Nel periodo compreso tra la metà degli anni Sessanta e la metà del decennio successivo, il mondo cattolico è toccato dalle turbolenze che attraversano l’intera società dell’epoca. All’interno del nuovo clima che si respira tra i cattolici, soprattutto tra i più giovani, i fotoromanzi pubblicati dalla rivista paolina «sembrano svolgere il ruolo di “messa in scena” dell’argomento per proporne una soluzione negli articoli o nelle rubriche di cronaca, dimostrando un uso congiunto del fotoromanzo e del paratesto di carattere propedeutico.
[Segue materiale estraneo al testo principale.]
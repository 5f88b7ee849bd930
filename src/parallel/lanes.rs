//! Per-lane rules of the three parallel passes
//!
//! Each function computes the output of a single lane from read-only input
//! buffers. They reuse the sequential rules, so the parallel mapping and the
//! sequential solver differ only in buffer precision.

use crate::compatibility::compatibility_score;
use crate::forces::{PointNeighborhood, displaced_point};
use crate::geometry::Point;
use crate::graph::EdgeGeometry;
use crate::parallel::layout::GridView;
use crate::parallel::substrate::KernelParams;
use crate::subdivision::resampled_point;

/// Written into compatibility slots past the last compatible edge
pub const NO_EDGE: f32 = -1.0;

fn edge_point(points: &GridView<'_>, params: &KernelParams, edge: u32, column: u32) -> Point {
    let x = (edge / params.rows) * params.points_per_edge + column;
    points.point(x, edge % params.rows)
}

fn texel_of(point: Point) -> [f32; 4] {
    [point.x as f32, point.y as f32, point.z as f32, 0.0]
}

/// Edge owning cell `(x, y)` and the cell's column within the edge's block
fn locate(params: &KernelParams, block: u32, x: u32, y: u32) -> Option<(u32, u32)> {
    let edge = (x / block) * params.rows + y;
    (edge < params.edge_count).then_some((edge, x % block))
}

/// Compatibility lane for the edge in column block `tile`, row `row`.
///
/// Returns the edge's `capacity` slots: channel 0 holds the index of the
/// k-th compatible edge (ascending) or [`NO_EDGE`], channel 1 the edge's
/// total compatible count, which may exceed the capacity.
pub fn compatibility_lane(
    points: &GridView<'_>,
    params: &KernelParams,
    tile: u32,
    row: u32,
) -> Vec<[f32; 4]> {
    let mut slots = vec![[NO_EDGE, 0.0, 0.0, 0.0]; params.capacity as usize];
    let edge = tile * params.rows + row;
    if edge >= params.edge_count {
        return slots;
    }

    let target_column = params.previous_subdivisions + 1;
    let geometry = |e: u32| {
        EdgeGeometry::new(
            edge_point(points, params, e, 0),
            edge_point(points, params, e, target_column),
        )
    };

    let own = geometry(edge);
    let mut count = 0usize;
    for other in 0..params.edge_count {
        if other == edge {
            continue;
        }
        let theirs = geometry(other);
        let score = if edge < other {
            compatibility_score(&own, &theirs)
        } else {
            compatibility_score(&theirs, &own)
        };
        if score >= params.threshold {
            if let Some(slot) = slots.get_mut(count) {
                slot[0] = other as f32;
            }
            count += 1;
        }
    }

    for slot in &mut slots {
        slot[1] = count as f32;
    }
    slots
}

/// Subdivision lane: point `(x, y)` of the polyline resampled from
/// `previous_subdivisions` to `subdivisions` interior points.
pub fn subdivision_lane(points: &GridView<'_>, params: &KernelParams, x: u32, y: u32) -> [f32; 4] {
    let Some((edge, column)) = locate(params, params.points_per_edge, x, y) else {
        return points.texel(x, y);
    };
    if column > params.subdivisions + 1 {
        return points.texel(x, y);
    }

    // Endpoints are copied bit-for-bit
    let base = x - column;
    if column == 0 {
        return points.texel(base, y);
    }
    if column == params.subdivisions + 1 {
        return points.texel(base + params.previous_subdivisions + 1, y);
    }

    let old: Vec<Point> = (0..params.previous_subdivisions + 2)
        .map(|c| edge_point(points, params, edge, c))
        .collect();
    texel_of(resampled_point(
        &old,
        params.subdivisions as usize,
        column as usize,
    ))
}

/// Update lane: one force iteration for the subdivision point at `(x, y)`.
pub fn update_lane(
    points: &GridView<'_>,
    compatibility: &GridView<'_>,
    params: &KernelParams,
    x: u32,
    y: u32,
) -> [f32; 4] {
    let Some((edge, column)) = locate(params, params.points_per_edge, x, y) else {
        return points.texel(x, y);
    };
    if column == 0 || column > params.subdivisions {
        return points.texel(x, y);
    }

    let source = edge_point(points, params, edge, 0);
    let target = edge_point(points, params, edge, params.subdivisions + 1);
    let neighborhood = PointNeighborhood {
        prev: edge_point(points, params, edge, column - 1),
        current: points.point(x, y),
        next: edge_point(points, params, edge, column + 1),
        edge_length: EdgeGeometry::new(source, target).length(),
    };

    let tile_offset = (edge / params.rows) * params.capacity;
    let others = (0..params.capacity)
        .map(|slot| compatibility.texel(tile_offset + slot, y)[0])
        .take_while(|&index| index >= 0.0)
        .map(|index| edge_point(points, params, index as u32, column));

    texel_of(displaced_point(
        neighborhood,
        params.subdivisions as usize,
        params.stiffness,
        params.step_size,
        others,
    ))
}
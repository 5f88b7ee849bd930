//! Graph, config and result documents for the command line
//!
//! Inputs are JSON or YAML, chosen by file extension. Bundled output is
//! always JSON.

use std::path::Path;

use serde::de::DeserializeOwned;
use serde::{Deserialize, Serialize};
use thiserror::Error;

use crate::bundler::BundledGraph;
use crate::config::BundleConfig;
use crate::graph::Graph;

/// Errors that can occur during reading or writing
#[derive(Error, Debug)]
pub enum IoError {
    /// The file format is not supported
    #[error("unsupported format: {0}")]
    UnsupportedFormat(String),

    /// The file extension could not be determined
    #[error("could not determine file format from path: {0}")]
    UnknownExtension(String),

    /// An I/O error occurred
    #[error("I/O error: {0}")]
    Io(#[from] std::io::Error),

    #[error("JSON error: {0}")]
    Json(#[from] serde_json::Error),

    #[error("YAML error: {0}")]
    Yaml(#[from] serde_yaml::Error),
}

/// Result type for reader/writer operations
pub type IoResult<T> = Result<T, IoError>;

/// Document formats accepted on input
#[derive(Debug, Clone, Copy, PartialEq, Eq)]
pub enum Format {
    Json,
    Yaml,
}

impl Format {
    /// Format for a file extension, case-insensitive
    pub fn from_extension(ext: &str) -> Option<Self> {
        match ext.to_ascii_lowercase().as_str() {
            "json" => Some(Format::Json),
            "yaml" | "yml" => Some(Format::Yaml),
            _ => None,
        }
    }

    /// Format for a path based on its extension
    pub fn from_path(path: &Path) -> IoResult<Self> {
        let ext = path
            .extension()
            .and_then(|e| e.to_str())
            .ok_or_else(|| IoError::UnknownExtension(path.display().to_string()))?;
        Self::from_extension(ext).ok_or_else(|| IoError::UnsupportedFormat(ext.to_string()))
    }

    pub fn parse<T: DeserializeOwned>(self, text: &str) -> IoResult<T> {
        Ok(match self {
            Format::Json => serde_json::from_str(text)?,
            Format::Yaml => serde_yaml::from_str(text)?,
        })
    }
}

fn read_document<T: DeserializeOwned>(path: &Path) -> IoResult<T> {
    let format = Format::from_path(path)?;
    let text = std::fs::read_to_string(path)?;
    format.parse(&text)
}

/// Read a graph document (`{ "nodes": [...], "edges": [...] }`)
pub fn read_graph(path: &Path) -> IoResult<Graph> {
    read_document(path)
}

/// Read a config document; absent fields take their defaults
pub fn read_config(path: &Path) -> IoResult<BundleConfig> {
    read_document(path)
}

/// One bundled edge in the output document
#[derive(Debug, Clone, PartialEq, Serialize, Deserialize)]
pub struct BundledEdgeDocument {
    pub source: String,
    pub target: String,
    pub points: Vec<[f64; 3]>,
}

/// The output document: bundled polylines labelled with their node ids
#[derive(Debug, Clone, Default, PartialEq, Serialize, Deserialize)]
pub struct BundledDocument {
    pub edges: Vec<BundledEdgeDocument>,
}

impl BundledDocument {
    /// Label each bundled edge with the ids of its input edge
    pub fn new(graph: &Graph, bundled: &BundledGraph) -> Self {
        let edges = bundled
            .edges
            .iter()
            .filter_map(|edge| {
                let input = graph.edges.get(edge.input_index)?;
                Some(BundledEdgeDocument {
                    source: input.source.clone(),
                    target: input.target.clone(),
                    points: edge.points.iter().map(|p| p.to_array()).collect(),
                })
            })
            .collect();
        Self { edges }
    }

    pub fn to_json(&self) -> IoResult<String> {
        Ok(serde_json::to_string_pretty(self)?)
    }

    /// Write the document as JSON to `output`
    pub fn write(&self, output: &Path) -> IoResult<()> {
        std::fs::write(output, self.to_json()?)?;
        Ok(())
    }
}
Lungi dall’essere demonizzato, il fotoromanzo viene invece accolto come un contenitore capace di veicolare informazioni e indicazioni di vita e di pensiero» (p. 121).

Nel volume vengono dettagliatamente presi in esame un paio di fotoromanzi che affrontano il tema del celibato e dell’impegno sociale: La miniera del miracolo (1967) ed Il rifiuto (1967). Nel primo si narra del coinvolgimento di un prete nel mondo dei minatori, con annesse tragedie sul lavoro, e del problema del celibato sacerdotale, mentre nel secondo è di scena la questine dello scontro generazionale, in linea con il tentativo della Chiesa di «proporre un equilibrio tra gli effetti del boom economico e le lotte operaie e sindacali che si profilavano all’orizzonte» (pp. 129-130).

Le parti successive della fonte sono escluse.